1.  Envision The Emotions Attached to Your Scene. 
  • Before you ever write a single word, decide whose head you're in. Make it fun, like you're holding a contest and you're characters are the contestants. Choose your winner based on who gives off the loudest, rawest emotions. Their prize: They control the scene. 

2. Choose Your Words Carefully. 
  • Even within the inner monologue, people don't sound alike. Sentences, dialogue and phrases should all be structured differently based on the character. Keep a journal or side document of the styles you use for each character. 
3. Write Your Scene
  • And then write it again. Unless you feel like you nailed it with little angel wings all aflutter inside your heart, write it again. This time, from someone else’s perspective. Then compare the two POVs. Which one shows the information you want to show? Which character do you relate to better?—>This is a big one. Readers will lose interest if they can’t relate in some way. One way I know a scene was done well is if I find myself holding my breath. If you’re feeling the emotions right along with the character, chances are, you’re readers will too.

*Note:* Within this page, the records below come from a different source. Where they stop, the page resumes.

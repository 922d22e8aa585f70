//! GitHub tool provider

use super::backend::GithubBackend;
use crate::tools::support::{arg, int_arg, lines};
use async_trait::async_trait;
use courier_domain::tool::{
    entities::{ParamType, RiskLevel, ToolCall, ToolDefinition, ToolParameter},
    provider::{ProviderError, ToolProvider},
    value_objects::{ToolError, ToolResult},
};
use std::sync::Arc;
use std::time::Instant;

pub const LIST_REPOSITORIES: &str = "list_repositories";
pub const LIST_PULL_REQUESTS: &str = "list_pull_requests";
pub const GET_PULL_REQUEST: &str = "get_pull_request";
pub const CREATE_ISSUE_COMMENT: &str = "create_issue_comment";

const PR_STATES: [&str; 3] = ["open", "closed", "all"];

pub fn github_tool_definitions() -> Vec<ToolDefinition> {
    fn repo() -> ToolParameter {
        ToolParameter::new("repo", "Repository as 'owner/name'", true)
    }
    fn number() -> ToolParameter {
        ToolParameter::new("number", "Pull request number", true).with_type(ParamType::Integer)
    }

    vec![
        ToolDefinition::new(
            LIST_REPOSITORIES,
            "Lists repositories of an owner, or of the authenticated user.",
            RiskLevel::Low,
        )
        .with_parameter(ToolParameter::new("owner", "User or organization", false)),
        ToolDefinition::new(
            LIST_PULL_REQUESTS,
            "Lists pull requests of a repository ('open', 'closed' or 'all').",
            RiskLevel::Low,
        )
        .with_parameter(repo())
        .with_parameter(ToolParameter::new("state", "Pull request state", false).with_default("open")),
        ToolDefinition::new(
            GET_PULL_REQUEST,
            "Reads one pull request including its description.",
            RiskLevel::Low,
        )
        .with_parameter(repo())
        .with_parameter(number()),
        ToolDefinition::new(
            CREATE_ISSUE_COMMENT,
            "Comments on a pull request or issue conversation.",
            RiskLevel::High,
        )
        .with_parameter(repo())
        .with_parameter(number())
        .with_parameter(ToolParameter::new("body", "Comment text", true).accepting_context()),
    ]
}

/// GitHub tool provider
pub struct GithubProvider {
    backend: Arc<dyn GithubBackend>,
}

impl GithubProvider {
    pub fn new(backend: Arc<dyn GithubBackend>) -> Self {
        Self { backend }
    }

    async fn execute_internal(&self, call: &ToolCall) -> Result<String, ToolError> {
        let github = &self.backend;
        let output = match call.tool_name.as_str() {
            LIST_REPOSITORIES => {
                let repos = github.repositories(call.get_string("owner")).await?;
                if repos.is_empty() {
                    "No repositories found.".to_string()
                } else {
                    lines(&repos, |r| {
                        format!(
                            "{}: {}",
                            r.full_name,
                            r.description.as_deref().unwrap_or("No description")
                        )
                    })
                }
            }
            LIST_PULL_REQUESTS => {
                let repo = repo_arg(call)?;
                let state = call.get_string("state").unwrap_or("open").to_lowercase();
                if !PR_STATES.contains(&state.as_str()) {
                    return Err(ToolError::invalid_argument(format!(
                        "Unknown pull request state '{}'. Use one of: {}",
                        state,
                        PR_STATES.join(", ")
                    )));
                }
                let pulls = github.pull_requests(repo, &state).await?;
                if pulls.is_empty() {
                    format!("No pull requests found in {}.", repo)
                } else {
                    lines(&pulls, |p| {
                        format!("#{} {} ({}) by {}", p.number, p.title, p.state, p.author)
                    })
                }
            }
            GET_PULL_REQUEST => {
                let repo = repo_arg(call)?;
                let pull = github.pull_request(repo, number_arg(call)?).await?;
                format!(
                    "#{} {}\nState: {}{}\nAuthor: {}\nBranch: {} -> {}\nURL: {}\n\n{}",
                    pull.number,
                    pull.title,
                    pull.state,
                    if pull.merged { " (merged)" } else { "" },
                    pull.author,
                    pull.head,
                    pull.base,
                    pull.url,
                    pull.body
                        .as_deref()
                        .filter(|b| !b.trim().is_empty())
                        .unwrap_or("No description provided.")
                )
            }
            CREATE_ISSUE_COMMENT => {
                let repo = repo_arg(call)?;
                let number = number_arg(call)?;
                github.comment(repo, number, arg(call, "body")?).await?;
                format!("Comment added to {}#{}.", repo, number)
            }
            other => {
                return Err(ToolError::not_found(format!("Unknown GitHub tool: {}", other)));
            }
        };

        Ok(output)
    }
}

#[async_trait]
impl ToolProvider for GithubProvider {
    fn id(&self) -> &str {
        "github"
    }

    fn display_name(&self) -> &str {
        "GitHub"
    }

    async fn discover_tools(&self) -> Result<Vec<ToolDefinition>, ProviderError> {
        Ok(github_tool_definitions())
    }

    fn aliases(&self) -> Vec<(&'static str, &'static str)> {
        vec![
            ("list_repos", LIST_REPOSITORIES),
            ("list_prs", LIST_PULL_REQUESTS),
            ("get_pr", GET_PULL_REQUEST),
        ]
    }

    async fn execute(&self, call: &ToolCall) -> ToolResult {
        let start = Instant::now();
        let result = match self.execute_internal(call).await {
            Ok(output) => ToolResult::success(&call.tool_name, output),
            Err(e) => ToolResult::failure(&call.tool_name, e),
        };
        result.with_duration(start.elapsed().as_millis() as u64)
    }
}

/// `owner/name`, with neither part empty
fn repo_arg(call: &ToolCall) -> Result<&str, ToolError> {
    let repo = arg(call, "repo")?.trim();
    match repo.split_once('/') {
        Some((owner, name)) if !owner.is_empty() && !name.is_empty() && !name.contains('/') => {
            Ok(repo)
        }
        _ => Err(ToolError::invalid_argument(format!(
            "Repository must be given as 'owner/name', got '{}'",
            repo
        ))),
    }
}

fn number_arg(call: &ToolCall) -> Result<u64, ToolError> {
    let number = int_arg(call, "number")?;
    u64::try_from(number)
        .ok()
        .filter(|n| *n > 0)
        .ok_or_else(|| ToolError::invalid_argument(format!("Invalid pull request number: {}", number)))
}
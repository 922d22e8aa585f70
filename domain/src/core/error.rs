//! Domain error types

use thiserror::Error;

/// Domain-level errors
#[derive(Error, Debug)]
pub enum DomainError {
    #[error("Invalid request: {0}")]
    InvalidRequest(String),

    #[error("Unknown backend system: {0}")]
    UnknownSystem(String),

    #[error("Invalid route plan: {0}")]
    InvalidPlan(String),

    #[error("No domain agent registered for {0}")]
    AgentNotRegistered(String),
}

impl DomainError {
    /// Check if this error came from malformed user input
    pub fn is_user_error(&self) -> bool {
        matches!(
            self,
            DomainError::InvalidRequest(_) | DomainError::UnknownSystem(_)
        )
    }
}

#[cfg(test)]
mod tests {
    use super::*;

    #[test]
    fn test_error_display() {
        let error = DomainError::AgentNotRegistered("github".to_string());
        assert_eq!(error.to_string(), "No domain agent registered for github");
    }

    #[test]
    fn test_is_user_error() {
        assert!(DomainError::InvalidRequest("empty".to_string()).is_user_error());
        assert!(DomainError::UnknownSystem("trello".to_string()).is_user_error());
        assert!(!DomainError::InvalidPlan("duplicate step".to_string()).is_user_error());
    }
}
//! Command-line interface definitions

pub mod commands;
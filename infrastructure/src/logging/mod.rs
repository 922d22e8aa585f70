//! Logging infrastructure — structured conversation logging.
//!
//! Provides [`JsonlConversationLogger`], a JSONL file writer that implements
//! the [`ConversationLogger`](courier_application::ConversationLogger) port.

mod jsonl_logger;

pub use jsonl_logger::JsonlConversationLogger;
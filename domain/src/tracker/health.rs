//! Sprint health: completion metric over a sprint's issues.

use serde::{Deserialize, Serialize};

const DONE_STATUSES: [&str; 3] = ["done", "closed", "resolved"];
const IN_PROGRESS_STATUSES: [&str; 2] = ["in progress", "review"];

/// Bucket an issue status falls into
#[derive(Debug, Clone, Copy, PartialEq, Eq, Serialize, Deserialize)]
#[serde(rename_all = "snake_case")]
pub enum StatusCategory {
    Done,
    InProgress,
    ToDo,
}

impl StatusCategory {
    /// Case-insensitive membership test against the fixed keyword sets.
    /// Anything unrecognized counts as to-do.
    pub fn classify(status: &str) -> Self {
        let status = status.to_lowercase();
        if DONE_STATUSES.contains(&status.as_str()) {
            StatusCategory::Done
        } else if IN_PROGRESS_STATUSES.contains(&status.as_str()) {
            StatusCategory::InProgress
        } else {
            StatusCategory::ToDo
        }
    }
}

/// Aggregated status counts for one sprint.
///
/// Only constructible from a non-empty issue set, so the percentage is
/// always well defined.
#[derive(Debug, Clone, PartialEq, Serialize, Deserialize)]
pub struct SprintHealth {
    pub sprint_name: String,
    pub done: usize,
    pub in_progress: usize,
    pub to_do: usize,
    pub total: usize,
    /// `done / total * 100`, rounded to one decimal place
    pub completion_pct: f64,
}

impl SprintHealth {
    /// Compute health from issue status names.
    ///
    /// Returns `None` for an empty sprint; no division happens in that case.
    pub fn from_statuses<I, S>(sprint_name: impl Into<String>, statuses: I) -> Option<Self>
    where
        I: IntoIterator<Item = S>,
        S: AsRef<str>,
    {
        let mut done = 0;
        let mut in_progress = 0;
        let mut total = 0;
        for status in statuses {
            total += 1;
            match StatusCategory::classify(status.as_ref()) {
                StatusCategory::Done => done += 1,
                StatusCategory::InProgress => in_progress += 1,
                StatusCategory::ToDo => {}
            }
        }

        if total == 0 {
            return None;
        }

        let completion_pct = round_one_decimal(done as f64 / total as f64 * 100.0);

        Some(Self {
            sprint_name: sprint_name.into(),
            done,
            in_progress,
            to_do: total - (done + in_progress),
            total,
            completion_pct,
        })
    }

    /// Fixed-format textual report
    pub fn report(&self) -> String {
        format!(
            "Health Report for {}\n\
             - Completion: {:.1}%\n\
             - Done: {}\n\
             - In Progress: {}\n\
             - To Do: {}\n\
             - Total Issues: {}",
            self.sprint_name, self.completion_pct, self.done, self.in_progress, self.to_do, self.total
        )
    }
}

/// Round to one decimal place, ties to even on the exact binary value.
///
/// Float formatting is correctly rounded, so `6.25` gives `6.2` and `18.75`
/// gives `18.8`.
fn round_one_decimal(value: f64) -> f64 {
    format!("{:.1}", value).parse().unwrap_or(value)
}

/// Message reported for a sprint without issues
pub fn empty_sprint_message(sprint_name: &str) -> String {
    format!("Sprint '{}' is empty.", sprint_name)
}
/// Sprint intents; `None` when the text mentions a sprint without asking for one
fn jira_sprint(c: &Cues, key: Option<&str>) -> Option<ToolSelection> {
    let board = c.board_id();
    let name = c.first_quoted();

    if let Some(key) = key.filter(|_| c.has_any(&["add", "move", "put", "into"])) {
        if let Some(sprint_id) = c.sprint_id() {
            return Some(one(
                ToolCall::new(jira::ADD_ISSUE_TO_SPRINT)
                    .with_arg("issue_key", key)
                    .with_arg("sprint_id", sprint_id),
            ));
        }
        let Some(name) = name else {
            return Some(ask(format!(
                "Which sprint should {} go into? Give the sprint ID or its name in quotes.",
                key
            )));
        };
        let Some(board) = board else {
            return Some(ask(format!("Which board is sprint '{}' on?", name)));
        };
        return Some(one(
            ToolCall::new(jira::ADD_ISSUE_TO_SPRINT_BY_NAME)
                .with_arg("issue_key", key)
                .with_arg("board_id", board)
                .with_arg("sprint_name", name),
        ));
    }

    if c.has_any(&["create", "new", "start"]) {
        let Some(name) = name else {
            return Some(ask("What should the new sprint be called? Put the name in quotes."));
        };
        let Some(board) = board else {
            return Some(ask(format!("Which board should sprint '{}' be created on?", name)));
        };
        return Some(one(
            ToolCall::new(jira::CREATE_SPRINT)
                .with_arg("board_id", board)
                .with_arg("sprint_name", name),
        ));
    }

    if c.has("id") {
        if let Some(name) = name {
            let Some(board) = board else {
                return Some(ask(format!("Which board is sprint '{}' on?", name)));
            };
            return Some(one(
                ToolCall::new(jira::GET_SPRINT_ID_BY_NAME)
                    .with_arg("board_id", board)
                    .with_arg("sprint_name", name),
            ));
        }
    }

    c.sprint_id().map(|id| one(ToolCall::new(jira::GET_SPRINT_ISSUES).with_arg("sprint_id", id)))
}

fn jira_create_issue(c: &Cues, context: Option<&str>, from_context: Option<&Cues>) -> ToolSelection {
    let Some(project) = c
        .project_key()
        .or_else(|| from_context.and_then(|cx| cx.project_key()))
    else {
        return ask("Which project should the ticket be created in?");
    };

    let summary = c
        .titled()
        .or_else(|| c.first_quoted())
        .map(str::to_string)
        .or_else(|| context.and_then(summary_line));
    let Some(summary) = summary else {
        return ask("What should the ticket's summary be? Put it in quotes.");
    };

    let mut call = ToolCall::new(jira::CREATE_ISSUE)
        .with_arg("project", project)
        .with_arg("summary", summary.as_str());
    if context.is_none() {
        call = call.with_arg("description", summary.as_str());
    }
    if let Some(kind) = issue_type_word_re()
        .captures(c.text())
        .and_then(|m| m.get(1))
        .map(|m| m.as_str().to_lowercase())
        .filter(|k| k != "story")
    {
        let mut chars = kind.chars();
        let kind: String = chars
            .next()
            .map(|f| f.to_uppercase().chain(chars).collect())
            .unwrap_or_default();
        call = call.with_arg("issuetype", kind);
    }
    one(call)
}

Sometimes writing in first person 
and then rewriting in third helps 
with getting inside your character's head.

For those of you that write, I hope this helps! 

Quote of the day: “The quality of a person’s life is in direct proportion to their commitment to excellence, regardless of their chosen field of endeavor.”–Vince Lombardi


  1. Iam a big fan of multiple points Of view but like you I don't discriminate :)

  2. Thanks for the tips. :) I don't really write linear... I kind of write scenes here and there, and while I do that I *sometimes* change POVs in different scenes to see what better evokes the emotions. Then, I'll see overall which POV worked best and go with it. :)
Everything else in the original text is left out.